YOUR GOAL:
Once the line with "if n % HASH_SIZE" is found in the entries below, print it and each following line exactly, stopping after the line with "if served >"; print nothing else.

DATA:
○ ○ ○ ○

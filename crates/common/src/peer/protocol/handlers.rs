//! Server-side protocol handlers.
//!
//! Each handler is a thin struct over the node's shared state, registered
//! with the iroh router under its own ALPN. Every accept authenticates the
//! remote node id against the authorized peer set first; strangers get the
//! connection closed with nothing revealed.

use std::io::SeekFrom;
use std::sync::Arc;

use futures::future::BoxFuture;
use iroh::endpoint::{Connection, RecvStream, SendStream};
use iroh::protocol::{AcceptError, ProtocolHandler};
use iroh::NodeId;
use tokio::io::{AsyncReadExt, AsyncSeekExt};

use super::{
    DataBucketHashesRequest, FileDataRequest, PeerInfoMsg, TreeBucketHashesRequest,
    FILE_STREAM_CHUNK_SIZE, MAX_MESSAGE_SIZE, METADATA_PAGE_SIZE,
};
use crate::crypto::HASH_SIZE;
use crate::peer::node::NodeState;
use crate::sync::{BucketHashes, MetadataEntry};

fn accept_err(e: impl Into<Box<dyn std::error::Error + Send + Sync>>) -> AcceptError {
    AcceptError::from(std::io::Error::other(e.into()))
}

/// Check the remote against the authorized peer set; close otherwise.
async fn authorize(state: &NodeState, conn: &Connection) -> Result<NodeId, AcceptError> {
    let node_id = conn.remote_node_id().map_err(|e| {
        tracing::warn!("failed to get remote node id: {e}");
        accept_err(e)
    })?;
    if !state.allowed.read().await.contains(&node_id) {
        tracing::warn!(peer = %node_id, "rejecting stream from unauthorized peer");
        conn.close(0u32.into(), b"unauthorized");
        return Err(accept_err("unauthorized peer"));
    }
    Ok(node_id)
}

async fn read_request<T: serde::de::DeserializeOwned>(
    recv: &mut RecvStream,
) -> Result<T, AcceptError> {
    let bytes = recv
        .read_to_end(MAX_MESSAGE_SIZE)
        .await
        .map_err(|e| accept_err(std::io::Error::other(e)))?;
    serde_json::from_slice(&bytes).map_err(accept_err)
}

async fn send_reply<T: serde::Serialize>(
    send: &mut SendStream,
    reply: &T,
) -> Result<(), AcceptError> {
    let bytes = serde_json::to_vec(reply).map_err(accept_err)?;
    send.write_all(&bytes)
        .await
        .map_err(|e| accept_err(std::io::Error::other(e)))?;
    send.finish().map_err(|e| accept_err(std::io::Error::other(e)))?;
    Ok(())
}

// Fill `buf` from the stream; a short count means the peer half-closed.
async fn read_page(recv: &mut RecvStream, buf: &mut [u8]) -> Result<usize, AcceptError> {
    let mut filled = 0;
    while filled < buf.len() {
        match recv
            .read(&mut buf[filled..])
            .await
            .map_err(|e| accept_err(std::io::Error::other(e)))?
        {
            Some(n) => filled += n,
            None => break,
        }
    }
    Ok(filled)
}

/// `peer-list/1.0`: reply with the full authorized peer list.
#[derive(Debug, Clone)]
pub struct PeerListProtocol(pub(crate) Arc<NodeState>);

impl ProtocolHandler for PeerListProtocol {
    #[allow(refining_impl_trait)]
    fn accept(&self, conn: Connection) -> BoxFuture<'static, Result<(), AcceptError>> {
        let state = self.0.clone();
        Box::pin(async move {
            authorize(&state, &conn).await?;
            let (mut send, mut recv) = conn.accept_bi().await?;
            let _ = recv.read_to_end(MAX_MESSAGE_SIZE).await;

            let peers = state.db.all_peers().await.map_err(accept_err)?;
            let reply: Vec<PeerInfoMsg> = peers.into_iter().map(Into::into).collect();
            send_reply(&mut send, &reply).await
        })
    }
}

/// `tree-bucket-hashes/1.0`: reply with our Merkle bucket hashes, or an
/// empty list when the requested bucket count does not match ours.
#[derive(Debug, Clone)]
pub struct TreeBucketHashesProtocol(pub(crate) Arc<NodeState>);

impl ProtocolHandler for TreeBucketHashesProtocol {
    #[allow(refining_impl_trait)]
    fn accept(&self, conn: Connection) -> BoxFuture<'static, Result<(), AcceptError>> {
        let state = self.0.clone();
        Box::pin(async move {
            authorize(&state, &conn).await?;
            let (mut send, mut recv) = conn.accept_bi().await?;
            let request: TreeBucketHashesRequest = read_request(&mut recv).await?;

            let tree = state.merkle.lock().await;
            let reply = if tree.num_buckets() != request.num_buckets as usize {
                Vec::new()
            } else {
                tree.bucket_hashes()
            };
            drop(tree);
            send_reply(&mut send, &reply).await
        })
    }
}

/// `data-bucket-hashes/1.0`: reply with the entry hashes in the requested
/// buckets, straight from the indexed range scan.
#[derive(Debug, Clone)]
pub struct DataBucketHashesProtocol(pub(crate) Arc<NodeState>);

impl ProtocolHandler for DataBucketHashesProtocol {
    #[allow(refining_impl_trait)]
    fn accept(&self, conn: Connection) -> BoxFuture<'static, Result<(), AcceptError>> {
        let state = self.0.clone();
        Box::pin(async move {
            authorize(&state, &conn).await?;
            let (mut send, mut recv) = conn.accept_bi().await?;
            let request: DataBucketHashesRequest = read_request(&mut recv).await?;

            let mut reply = Vec::with_capacity(request.bucket_indices.len());
            for index in request.bucket_indices {
                let hashes = state
                    .db
                    .bucket_hashes(index as usize, request.num_buckets as usize)
                    .await
                    .map_err(accept_err)?;
                reply.push(BucketHashes {
                    bucket_index: index,
                    hashes,
                });
            }
            send_reply(&mut send, &reply).await
        })
    }
}

/// `metadata/1.0`: the client streams raw 32-byte hashes and half-closes;
/// we stream back one JSON object per entry. Any unknown hash aborts the
/// stream early, which the client treats as a whole-batch failure.
#[derive(Debug, Clone)]
pub struct MetadataProtocol(pub(crate) Arc<NodeState>);

impl ProtocolHandler for MetadataProtocol {
    #[allow(refining_impl_trait)]
    fn accept(&self, conn: Connection) -> BoxFuture<'static, Result<(), AcceptError>> {
        let state = self.0.clone();
        Box::pin(async move {
            authorize(&state, &conn).await?;
            let (mut send, mut recv) = conn.accept_bi().await?;

            let mut page = vec![0u8; METADATA_PAGE_SIZE];
            let mut served = 0usize;
            loop {
                let n = read_page(&mut recv, &mut page).await?;
                if n == 0 {
                    break;
                }
                if n % HASH_SIZE != 0 {
                    return Err(accept_err("metadata request not a multiple of 32 bytes"));
                }
                served += n / HASH_SIZE;
                if served > crate::sync::MAX_METADATA_BATCH {
                    return Err(accept_err("metadata batch exceeds the 256 hash limit"));
                }

                let hashes = page[..n]
                    .chunks_exact(HASH_SIZE)
                    .map(crate::crypto::Hash32::try_from)
                    .collect::<Result<Vec<_>, _>>()
                    .map_err(accept_err)?;

                let entries = state
                    .db
                    .entries_by_hashes(&hashes)
                    .await
                    .map_err(accept_err)?;
                if entries.len() != hashes.len() {
                    // Closing without a full reply is the "not found" signal.
                    return Err(accept_err("requested hash not found"));
                }

                for entry in entries {
                    let mut line =
                        serde_json::to_vec(&MetadataEntry::from(entry)).map_err(accept_err)?;
                    line.push(b'\n');
                    send.write_all(&line)
                        .await
                        .map_err(|e| accept_err(std::io::Error::other(e)))?;
                }

                if n < METADATA_PAGE_SIZE {
                    break;
                }
            }

            send.finish().map_err(|e| accept_err(std::io::Error::other(e)))?;
            Ok(())
        })
    }
}

/// `file-data/1.0`: stream the requested byte range of a blob in 64 KiB
/// chunks.
#[derive(Debug, Clone)]
pub struct FileDataProtocol(pub(crate) Arc<NodeState>);

impl ProtocolHandler for FileDataProtocol {
    #[allow(refining_impl_trait)]
    fn accept(&self, conn: Connection) -> BoxFuture<'static, Result<(), AcceptError>> {
        let state = self.0.clone();
        Box::pin(async move {
            authorize(&state, &conn).await?;
            let (mut send, mut recv) = conn.accept_bi().await?;
            let request: FileDataRequest = read_request(&mut recv).await?;

            let path = state.objects.blob_path(&request.file_hash);
            let mut file = tokio::fs::File::open(&path).await.map_err(accept_err)?;
            let total_size = file.metadata().await.map_err(accept_err)?.len();
            file.seek(SeekFrom::Start(request.offset))
                .await
                .map_err(accept_err)?;

            let mut remaining = total_size.saturating_sub(request.offset);
            if request.length > 0 && request.length < remaining {
                remaining = request.length;
            }

            let mut buf = vec![0u8; FILE_STREAM_CHUNK_SIZE];
            while remaining > 0 {
                let to_read = (remaining as usize).min(FILE_STREAM_CHUNK_SIZE);
                let n = file.read(&mut buf[..to_read]).await.map_err(accept_err)?;
                if n == 0 {
                    break;
                }
                send.write_all(&buf[..n])
                    .await
                    .map_err(|e| accept_err(std::io::Error::other(e)))?;
                remaining -= n as u64;
            }

            send.finish().map_err(|e| accept_err(std::io::Error::other(e)))?;
            Ok(())
        })
    }
}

○ ○ ○ ○

YOUR RESPONSE:
                if n % HASH_SIZE != 0 {
                    return Err(accept_err("metadata request not a multiple of 32 bytes"));
                }
                served += n / HASH_SIZE;
                if served > crate::sync::MAX_METADATA_BATCH {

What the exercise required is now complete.